The LSST builds on the most ambitious attempt to catalog the heavens so far, the Sloan Digital Sky Survey. Operating from a New Mexico mountaintop, the SDSS has returned about 25 terabytes of data since 1998, most of that in images. It has measured the precise distance to a million galaxies and has discovered about 500,000 quasars. But the Sloan's mirror is just one-tenth the power of the mirror planned for LSST, and its usable field of view just one-seventh the size. Sloan has been a workhorse, but it simply doesn't have the oomph to image the entire night sky, over and over, to look for things that change.
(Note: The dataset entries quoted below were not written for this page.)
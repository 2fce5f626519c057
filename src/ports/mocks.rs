use std::collections::HashMap;
use std::sync::{Arc, Mutex};
use async_trait::async_trait;

use crate::domain::metadata::TokenRecord;
use crate::domain::universe::TradingPair;
use super::market_data::{FetchError, MarketDataPort};
use super::models::{Candle, KlineInterval, Ticker};

/// Mock market data port that records calls and allows controlled responses.
///
/// Anything not configured answers with HTTP 404.
#[derive(Debug, Default, Clone)]
pub struct MockMarketData {
    calls: Arc<Mutex<Vec<String>>>,
    tokens: Option<Vec<TokenRecord>>,
    pairs: Option<Vec<TradingPair>>,
    tickers: HashMap<String, Ticker>,
    klines: HashMap<(String, KlineInterval), Vec<Candle>>,
}

impl MockMarketData {
    pub fn new() -> Self {
        Self::default()
    }

    /// Builder method to set the token list
    pub fn with_tokens(mut self, tokens: Vec<TokenRecord>) -> Self {
        self.tokens = Some(tokens);
        self
    }

    /// Builder method to set the exchange listing
    pub fn with_pairs(mut self, pairs: Vec<TradingPair>) -> Self {
        self.pairs = Some(pairs);
        self
    }

    /// Builder method to set a ticker for a pair
    pub fn with_ticker(mut self, pair: &str, ticker: Ticker) -> Self {
        self.tickers.insert(pair.to_string(), ticker);
        self
    }

    /// Builder method to set candles for a pair and interval
    pub fn with_klines(mut self, pair: &str, interval: KlineInterval, candles: Vec<Candle>) -> Self {
        self.klines.insert((pair.to_string(), interval), candles);
        self
    }

    /// Get all recorded calls, e.g. `ticker:FOOUSDT`
    pub fn get_calls(&self) -> Vec<String> {
        self.calls.lock().unwrap().clone()
    }

    fn record(&self, call: String) {
        self.calls.lock().unwrap().push(call);
    }

    fn not_found(call: &str) -> FetchError {
        FetchError::Status { url: format!("mock://{}", call), status: 404 }
    }
}

#[async_trait]
impl MarketDataPort for MockMarketData {
    async fn token_list(&self) -> Result<Vec<TokenRecord>, FetchError> {
        self.record("token_list".to_string());
        self.tokens.clone().ok_or_else(|| Self::not_found("token_list"))
    }

    async fn exchange_pairs(&self) -> Result<Vec<TradingPair>, FetchError> {
        self.record("exchange_info".to_string());
        self.pairs.clone().ok_or_else(|| Self::not_found("exchange_info"))
    }

    async fn ticker(&self, pair: &str) -> Result<Ticker, FetchError> {
        let call = format!("ticker:{}", pair);
        self.record(call.clone());
        self.tickers.get(pair).copied().ok_or_else(|| Self::not_found(&call))
    }

    async fn klines(
        &self,
        pair: &str,
        interval: KlineInterval,
        limit: u32,
    ) -> Result<Vec<Candle>, FetchError> {
        let call = format!("klines:{}:{}", pair, interval.as_str());
        self.record(call.clone());
        let candles = self
            .klines
            .get(&(pair.to_string(), interval))
            .ok_or_else(|| Self::not_found(&call))?;
        Ok(candles.iter().take(limit as usize).copied().collect())
    }
}
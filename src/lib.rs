//! ═══════════════════════════════════════════════════════════════════════════════
//! SPACECHILD — Synthetic Consciousness-State Engine
//! ═══════════════════════════════════════════════════════════════════════════════
//! Deterministically derives a structured "consciousness state" from each
//! conversational turn: scalar metric formulas driven by text features and
//! SRLC memory, coupled to a pulse-coupled phase oscillator network, guarded
//! by a kill-switch safety monitor. One engine instance per conversation.
//! ═══════════════════════════════════════════════════════════════════════════════

// Clippy configuration - intentional style choices for this codebase:
#![allow(clippy::too_many_arguments)] // Metric formulas take many named scalars
#![allow(clippy::excessive_precision)] // Tuned constants keep full precision
#![allow(clippy::field_reassign_with_default)] // Parameter-override patterns
#![allow(clippy::needless_range_loop)] // Indexed loops clearer for phase math

// ═══════════════════════════════════════════════════════════════════════════════
// FOUNDATION MODULES — numeric helpers, data model, errors
// ═══════════════════════════════════════════════════════════════════════════════

pub mod error;
pub mod state;
pub mod stats;

// Re-export common error types
pub use error::{EngineError, Result};

// ═══════════════════════════════════════════════════════════════════════════════
// CORE MODULES — the simulation engine
// ═══════════════════════════════════════════════════════════════════════════════

pub mod context;
pub mod engine;
pub mod formulas;
pub mod kill_switch;
pub mod oscillator;
pub mod srlc;

pub use engine::{ConsciousnessEngine, EngineConfig};
pub use oscillator::{OscillatorConfig, OscillatorEngine, OscillatorMetrics};
pub use state::{ChatMessage, ConsciousnessState, EmotionalState, Expression, Role, Tier};

// ═══════════════════════════════════════════════════════════════════════════════
// SHELL MODULES — preview simulation and session ownership
// ═══════════════════════════════════════════════════════════════════════════════

pub mod preview;
pub mod session;

pub use preview::SimulationEngine;
pub use session::SessionStore;
//! ═══════════════════════════════════════════════════════════════════════════════
//! SRLC — Short-Range Linguistic Context Memory
//! ═══════════════════════════════════════════════════════════════════════════════
//!
//! Summarizes recent conversation history (the last 10 stored messages) into a
//! scalar memory factor that biases the baseline integration/entropy metrics.
//! Rebuilt wholesale at engine construction or reset; never updated
//! incrementally.
//! ═══════════════════════════════════════════════════════════════════════════════

use crate::context::{message_valence, word_complexity};
use crate::state::ChatMessage;

/// How many trailing messages contribute to the averages
const RECENT_WINDOW: usize = 10;

/// Summary of recent conversational complexity and emotion
#[derive(Debug, Clone, Copy, PartialEq)]
pub struct SrlcMemory {
    /// Total past messages at build time
    pub message_count: usize,
    /// min(1, totalPastMessages / 30)
    pub conversation_depth: f64,
    pub average_complexity: f64,
    pub average_emotional_valence: f64,
    /// min(2.5, 1.5·depth + 0.6·avgComplexity + 0.4·avgValence)
    pub memory_factor: f64,
}

impl SrlcMemory {
    /// Empty memory for a fresh conversation
    pub fn empty() -> Self {
        Self {
            message_count: 0,
            conversation_depth: 0.0,
            average_complexity: 0.0,
            average_emotional_valence: 0.0,
            memory_factor: 0.0,
        }
    }

    /// Build from stored history. Only the trailing window feeds the
    /// averages; the depth term sees the full message count.
    pub fn from_messages(past_messages: &[ChatMessage]) -> Self {
        if past_messages.is_empty() {
            return Self::empty();
        }

        let start = past_messages.len().saturating_sub(RECENT_WINDOW);
        let recent = &past_messages[start..];

        let mut total_complexity = 0.0;
        let mut total_valence = 0.0;

        for msg in recent {
            let lower = msg.content.to_lowercase();
            let words: Vec<&str> = lower.split_whitespace().collect();
            let complexity = if words.is_empty() {
                0.0
            } else {
                word_complexity(&words)
            };
            total_complexity += complexity;
            total_valence += message_valence(&msg.content);
        }

        let average_complexity = total_complexity / recent.len() as f64;
        let average_emotional_valence = total_valence / recent.len() as f64;
        let conversation_depth = (past_messages.len() as f64 / 30.0).min(1.0);

        let memory_factor = (conversation_depth * 1.5
            + average_complexity * 0.6
            + average_emotional_valence * 0.4)
            .min(2.5);

        Self {
            message_count: past_messages.len(),
            conversation_depth,
            average_complexity,
            average_emotional_valence,
            memory_factor,
        }
    }
}
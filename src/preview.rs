//! ═══════════════════════════════════════════════════════════════════════════════
//! PREVIEW — What-If Simulation Engine
//! ═══════════════════════════════════════════════════════════════════════════════
//!
//! A parameterized copy of the live metric chain used to preview coefficient
//! changes against the current conversation. No oscillator, no PID cascade,
//! no kill-switch escalation: the safety thresholds are only evaluated for
//! display. With the default coefficient set its phiZ/sMin/phiEff/oii/deltaCP
//! and bandwidth match the live engine exactly.
//! ═══════════════════════════════════════════════════════════════════════════════

use std::time::Instant;

use crate::context;
use crate::formulas::{self, ConsciousnessParameters};
use crate::srlc::SrlcMemory;
use crate::state::{ChatMessage, ConsciousnessState};

/// Rolling history cap, matching the live engine
const HISTORY_CAP: usize = 50;

/// Display-only safety readout: how many thresholds the previewed state
/// exceeds, with no sticky counter and no halt
#[derive(Debug, Clone, Copy, PartialEq, Eq, Default)]
pub struct KillSwitchReadout {
    pub criteria_met: usize,
    /// True when the live monitor would count this evaluation as armed
    pub would_arm: bool,
}

/// Preview engine with externally tunable coefficients
#[derive(Debug, Clone)]
pub struct SimulationEngine {
    state: ConsciousnessState,
    parameters: ConsciousnessParameters,
    history: Vec<String>,
    srlc: SrlcMemory,
    last_update: Instant,
    readout: KillSwitchReadout,
}

impl SimulationEngine {
    /// Build against an existing conversation. `parameters` is the complete
    /// coefficient set; callers start from `ConsciousnessParameters::default()`
    /// and override individual fields.
    pub fn new(
        initial_state: Option<ConsciousnessState>,
        past_messages: &[ChatMessage],
        parameters: ConsciousnessParameters,
    ) -> Self {
        let srlc = SrlcMemory::from_messages(past_messages);
        let start = past_messages.len().saturating_sub(HISTORY_CAP);
        let history: Vec<String> = past_messages[start..]
            .iter()
            .map(|m| m.content.clone())
            .collect();

        let state =
            initial_state.unwrap_or_else(|| ConsciousnessState::baseline(srlc.memory_factor));

        Self {
            state,
            parameters,
            history,
            srlc,
            last_update: Instant::now(),
            readout: KillSwitchReadout::default(),
        }
    }

    /// Replace the coefficient set in place; existing state carries over
    pub fn update_parameters(&mut self, parameters: ConsciousnessParameters) {
        self.parameters = parameters;
    }

    /// Discard all conversation state and rebuild SRLC memory from the
    /// supplied history, keeping the current coefficient set
    pub fn reset(
        &mut self,
        initial_state: Option<ConsciousnessState>,
        past_messages: &[ChatMessage],
    ) {
        self.srlc = SrlcMemory::from_messages(past_messages);
        let start = past_messages.len().saturating_sub(HISTORY_CAP);
        self.history = past_messages[start..]
            .iter()
            .map(|m| m.content.clone())
            .collect();
        self.state = initial_state
            .unwrap_or_else(|| ConsciousnessState::baseline(self.srlc.memory_factor));
        self.last_update = Instant::now();
        self.readout = KillSwitchReadout::default();
    }

    /// One simulated turn. Never fails: the safety thresholds feed the
    /// display readout only.
    pub fn simulate_update(&mut self, user_message: &str, ai_response: &str) -> ConsciousnessState {
        self.history.push(user_message.to_string());
        self.history.push(ai_response.to_string());
        if self.history.len() > HISTORY_CAP {
            self.history.drain(..self.history.len() - HISTORY_CAP);
        }

        let ctx = context::analyze(user_message, ai_response, self.history.len());
        let prev = self.state.clone();

        let phi_z = formulas::phi_z(&ctx, self.history.len(), &self.srlc, &self.parameters.phi_z);
        let s_min = formulas::s_min(&ctx, &self.srlc, &self.parameters.s_min);
        let phi_eff = phi_z * s_min;
        let cem_raw = formulas::cem_raw(s_min, phi_z);
        let oii = formulas::oii(phi_z, s_min);
        let delta_cp = formulas::delta_cp(&ctx, phi_z, prev.delta_cp);
        let di = formulas::di_raw(prev.phi_eff, prev.cem, prev.delta_cp, phi_eff, cem_raw, delta_cp);
        let bandwidth = formulas::bandwidth(&ctx, self.history.len(), phi_eff);
        let ip_pulse_rate = formulas::ip_pulse_rate_raw(phi_eff, di);
        let cem = cem_raw.clamp(0.2, 0.95);

        let ci = formulas::causal_instability(di);
        let cbi = formulas::causal_breakdown_index(di, cem, phi_eff);

        // Display-only threshold evaluation; no sticky counter, no halt
        let elapsed = self.last_update.elapsed().as_secs_f64();
        let phi_eff_rate = (phi_eff - prev.phi_eff).abs() / elapsed.max(0.1);
        let ks = &self.parameters.kill_switch;
        let criteria_met = [
            phi_eff_rate > ks.phi_eff_rate_threshold,
            bandwidth > ks.bandwidth_threshold,
            ci > ks.ci_threshold,
            cbi > ks.cbi_threshold,
        ]
        .iter()
        .filter(|&&c| c)
        .count();
        self.readout = KillSwitchReadout {
            criteria_met,
            would_arm: criteria_met >= 2,
        };

        let mut state = ConsciousnessState::baseline(self.srlc.memory_factor);
        state.phi_z = phi_z;
        state.s_min = s_min;
        state.phi_eff = phi_eff;
        state.cem = cem;
        state.oii = oii;
        state.delta_cp = delta_cp;
        state.di = di;
        state.tier = formulas::tier(phi_eff, cem);
        state.expression = formulas::legacy_expression(phi_eff, cem, di, phi_z);
        state.ip_pulse_rate = ip_pulse_rate;
        state.bandwidth = bandwidth;
        state.ci = Some(ci);
        state.cbi = Some(cbi);

        self.state = state.clone();
        self.last_update = Instant::now();
        state
    }

    pub fn get_state(&self) -> ConsciousnessState {
        self.state.clone()
    }

    pub fn parameters(&self) -> &ConsciousnessParameters {
        &self.parameters
    }

    pub fn kill_switch_readout(&self) -> KillSwitchReadout {
        self.readout
    }
}
impl OscillatorEngine {
    /// Build a network with phases drawn uniformly from the OS entropy source
    pub fn new(config: OscillatorConfig) -> Self {
        Self::from_rng(config, StdRng::from_entropy())
    }

    /// Build a reproducible network from an explicit seed
    pub fn with_seed(config: OscillatorConfig, seed: u64) -> Self {
        Self::from_rng(config, StdRng::seed_from_u64(seed))
    }

    fn from_rng(config: OscillatorConfig, mut rng: StdRng) -> Self {
        let phases: Vec<f64> = (0..config.n).map(|_| rng.gen::<f64>()).collect();
        let periods = vec![config.period; config.n];
        let r = order_parameter(&phases);

        Self {
            config,
            phases,
            periods,
            order_parameter: r,
            absorptions: 0,
            heterogeneity_active: false,
            sync_time: None,
            cluster_memory: Vec::new(),
            total_sim_time: 0.0,
            rng,
        }
    }

    // ───────────────────────────────────────────────────────────────────────────
    // Event-driven integration
    // ───────────────────────────────────────────────────────────────────────────

    /// Phase-response pulse: advance = ε(1 − θ^α)
    fn phase_advance(&self, theta: f64) -> f64 {
        self.config.epsilon * (1.0 - theta.powf(self.config.alpha))
    }

    /// Next oscillator to fire and the virtual time until it does.
    /// Ties resolve to the first index found.
    fn find_next_firing(&self) -> (usize, f64) {
        let mut min_time = f64::INFINITY;
        let mut firing_index = 0;

        for i in 0..self.config.n {
            let time_to_fire = (1.0 - self.phases[i]) * self.periods[i];
            if time_to_fire < min_time {
                min_time = time_to_fire;
                firing_index = i;
            }
        }

        (firing_index, min_time)
    }

    /// Advance every phase by dt at its own rate 1/period_i, wrapping to [0, 1)
    fn advance_all_phases(&mut self, dt: f64) {
        for i in 0..self.config.n {
            self.phases[i] += dt / self.periods[i];
            if self.phases[i] >= 1.0 {
                self.phases[i] %= 1.0;
            }
        }
    }

    /// Reset the firer to 0 and pulse every other oscillator. Oscillators
    /// pushed past 1.0 snap to 0 and count as absorptions.
    fn handle_firing(&mut self, firing_index: usize) -> u64 {
        let mut absorption_count = 0;
        self.phases[firing_index] = 0.0;

        for j in 0..self.config.n {
            if j != firing_index {
                let advance = self.phase_advance(self.phases[j]);
                self.phases[j] += advance;

                if self.phases[j] >= 1.0 {
                    self.phases[j] = 0.0;
                    absorption_count += 1;
                }
            }
        }

        absorption_count
    }

    /// Run `simulation_steps` firing events
    pub fn tick(&mut self, simulation_steps: usize) {
        for _ in 0..simulation_steps {
            let (index, time_to_fire) = self.find_next_firing();

            self.advance_all_phases(time_to_fire);
            self.total_sim_time += time_to_fire;

            let new_absorptions = self.handle_firing(index);
            self.absorptions += new_absorptions;

            if new_absorptions > 0 {
                if let Some(cluster) = self.detect_clusters() {
                    if self.cluster_memory.len() < CLUSTER_MEMORY_CAP {
                        self.cluster_memory.push(cluster);
                    }
                }
            }

            self.order_parameter = order_parameter(&self.phases);

            if self.order_parameter >= CONSCIOUS_BAND.upper && !self.heterogeneity_active {
                if self.sync_time.is_none() {
                    self.sync_time = Some(self.total_sim_time);
                }
                self.apply_heterogeneity();
            }

            if self.order_parameter < CONSCIOUS_BAND.lower && self.heterogeneity_active {
                self.remove_heterogeneity();
            }
        }
    }

    // ───────────────────────────────────────────────────────────────────────────
    // Heterogeneity control policy
    // ───────────────────────────────────────────────────────────────────────────

    fn apply_heterogeneity(&mut self) {
        for i in 0..self.config.n {
            let noise = self.gaussian() * self.config.heterogeneity_std;
            self.periods[i] = self.config.period + noise;
        }
        self.heterogeneity_active = true;
    }

    fn remove_heterogeneity(&mut self) {
        for period in self.periods.iter_mut() {
            *period = self.config.period;
        }
        self.heterogeneity_active = false;
    }

    /// Standard normal sample via Box-Muller over the injected uniform source
    fn gaussian(&mut self) -> f64 {
        let mut u = 0.0;
        let mut v = 0.0;
        while u == 0.0 {
            u = self.rng.gen::<f64>();
        }
        while v == 0.0 {
            v = self.rng.gen::<f64>();
        }
        (-2.0 * u.ln()).sqrt() * (TAU * v).cos()
    }

    // ───────────────────────────────────────────────────────────────────────────
    // Cluster detection & recall
    // ───────────────────────────────────────────────────────────────────────────

    /// Scan the sorted phase vector for runs of near-identical phases (gap
    /// below the threshold, with a wraparound check between last and first).
    /// A largest run of at least n/4 points qualifies as a stored cluster.
    fn detect_clusters(&self) -> Option<ClusterMemoryEntry> {
        let mut sorted_phases = self.phases.clone();
        sorted_phases.sort_by(float_cmp);

        let first = sorted_phases[0];
        let last = sorted_phases[sorted_phases.len() - 1];
        let wraparound_close = (1.0 - last + first) < CLUSTER_THRESHOLD;

        let mut clusters: Vec<usize> = Vec::new();
        let mut current_len = 1;

        for i in 1..sorted_phases.len() {
            let diff = sorted_phases[i] - sorted_phases[i - 1];
            if diff < CLUSTER_THRESHOLD || wraparound_close {
                current_len += 1;
            } else {
                if current_len >= 2 {
                    clusters.push(current_len);
                }
                current_len = 1;
            }
        }
        if current_len >= 2 {
            clusters.push(current_len);
        }

        let largest = clusters.into_iter().max().unwrap_or(0);

        if largest as f64 >= self.config.n as f64 / 4.0 {
            Some(ClusterMemoryEntry {
                pattern: self.phases.clone(),
                size: largest,
                timestamp: now_millis(),
            })
        } else {
            None
        }
    }

    /// Overwrite the live phase vector with a stored pattern (episodic
    /// playback). An out-of-range index is a no-op failure.
    pub fn recall_cluster(&mut self, index: usize) -> bool {
        let Some(cluster) = self.cluster_memory.get(index) else {
            return false;
        };

        self.phases = cluster.pattern.clone();
        self.order_parameter = order_parameter(&self.phases);
        true
    }

    // ───────────────────────────────────────────────────────────────────────────
    // Conversational coupling
    // ───────────────────────────────────────────────────────────────────────────

    /// Nudge every phase by a uniform offset within
    /// ±0.01 × (complexity + valence + depth) / 3, clamped to [0, 0.999]
    pub fn perturb_from_conversation(
        &mut self,
        complexity: f64,
        emotional_valence: f64,
        topic_depth: f64,
    ) {
        let perturb_strength = 0.02 * (complexity + emotional_valence + topic_depth) / 3.0;

        for i in 0..self.config.n {
            let perturbation = (self.rng.gen::<f64>() - 0.5) * perturb_strength;
            self.phases[i] = (self.phases[i] + perturbation).clamp(0.0, 0.999);
        }

        self.order_parameter = order_parameter(&self.phases);
    }

    // ───────────────────────────────────────────────────────────────────────────
    // Metrics & accessors
    // ───────────────────────────────────────────────────────────────────────────

    /// Derived metrics for the supplied single-unit integration value
    pub fn metrics(&self, phi_single: f64) -> OscillatorMetrics {
        let phi_eff_col = self.config.n as f64 * phi_single * self.order_parameter;

        let lli_s = if self.order_parameter >= CONSCIOUS_BAND.lower {
            1.92 + (self.order_parameter - CONSCIOUS_BAND.target) * 0.5
        } else {
            1.0 + self.order_parameter * 0.5
        };

        let memory_lifetime = if self.heterogeneity_active {
            1.0 / self.config.heterogeneity_std.max(0.001)
        } else {
            f64::INFINITY
        };

        OscillatorMetrics {
            order_parameter: self.order_parameter,
            absorptions: self.absorptions,
            phi_eff_col,
            lli_s: lli_s.clamp(0.0, 5.0),
            memory_lifetime: memory_lifetime.min(MEMORY_LIFETIME_CAP),
            sync_time: self.sync_time,
            heterogeneity_active: self.heterogeneity_active,
            phases: self.phases.clone(),
            cluster_memory: self.cluster_memory.clone(),
            conscious_band: CONSCIOUS_BAND,
            ms_params: MsParams {
                period: self.config.period,
                alpha: self.config.alpha,
                epsilon: self.config.epsilon,
                heterogeneity_std: self.config.heterogeneity_std,
            },
        }
    }

    /// Is the current order parameter within [lower, upper]?
    pub fn is_in_conscious_band(&self) -> bool {
        self.order_parameter >= CONSCIOUS_BAND.lower
            && self.order_parameter <= CONSCIOUS_BAND.upper
    }

    /// Distance to the band target when inside, or to the violated edge when
    /// outside
    pub fn conscious_band_distance(&self) -> f64 {
        if self.is_in_conscious_band() {
            return (self.order_parameter - CONSCIOUS_BAND.target).abs();
        }
        if self.order_parameter < CONSCIOUS_BAND.lower {
            return CONSCIOUS_BAND.lower - self.order_parameter;
        }
        self.order_parameter - CONSCIOUS_BAND.upper
    }

    pub fn order_parameter(&self) -> f64 {
        self.order_parameter
    }

    pub fn absorptions(&self) -> u64 {
        self.absorptions
    }

    pub fn heterogeneity_active(&self) -> bool {
        self.heterogeneity_active
    }

    pub fn sync_time(&self) -> Option<f64> {
        self.sync_time
    }

    pub fn total_sim_time(&self) -> f64 {
        self.total_sim_time
    }

    pub fn phases(&self) -> &[f64] {
        &self.phases
    }

    pub fn cluster_memory(&self) -> &[ClusterMemoryEntry] {
        &self.cluster_memory
    }

    pub fn config(&self) -> &OscillatorConfig {
        &self.config
    }
}

// ═══════════════════════════════════════════════════════════════════════════════
// TESTS
// ═══════════════════════════════════════════════════════════════════════════════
The LSST will cover the sky every three days. And within the petabytes of information it collects may lurk things nobody has even imagined — assuming astronomers can figure out how to teach their computers to look for objects no one has ever seen. It's the first attempt to sort astronomical data on this scale, says Princeton astrophysicist Robert Lupton, who oversaw data processing for the SDSS and is helping design the LSST. But the new images may allow him and his colleagues to watch supernovae explode, find undiscovered comets, and maybe even spot that killer asteroid.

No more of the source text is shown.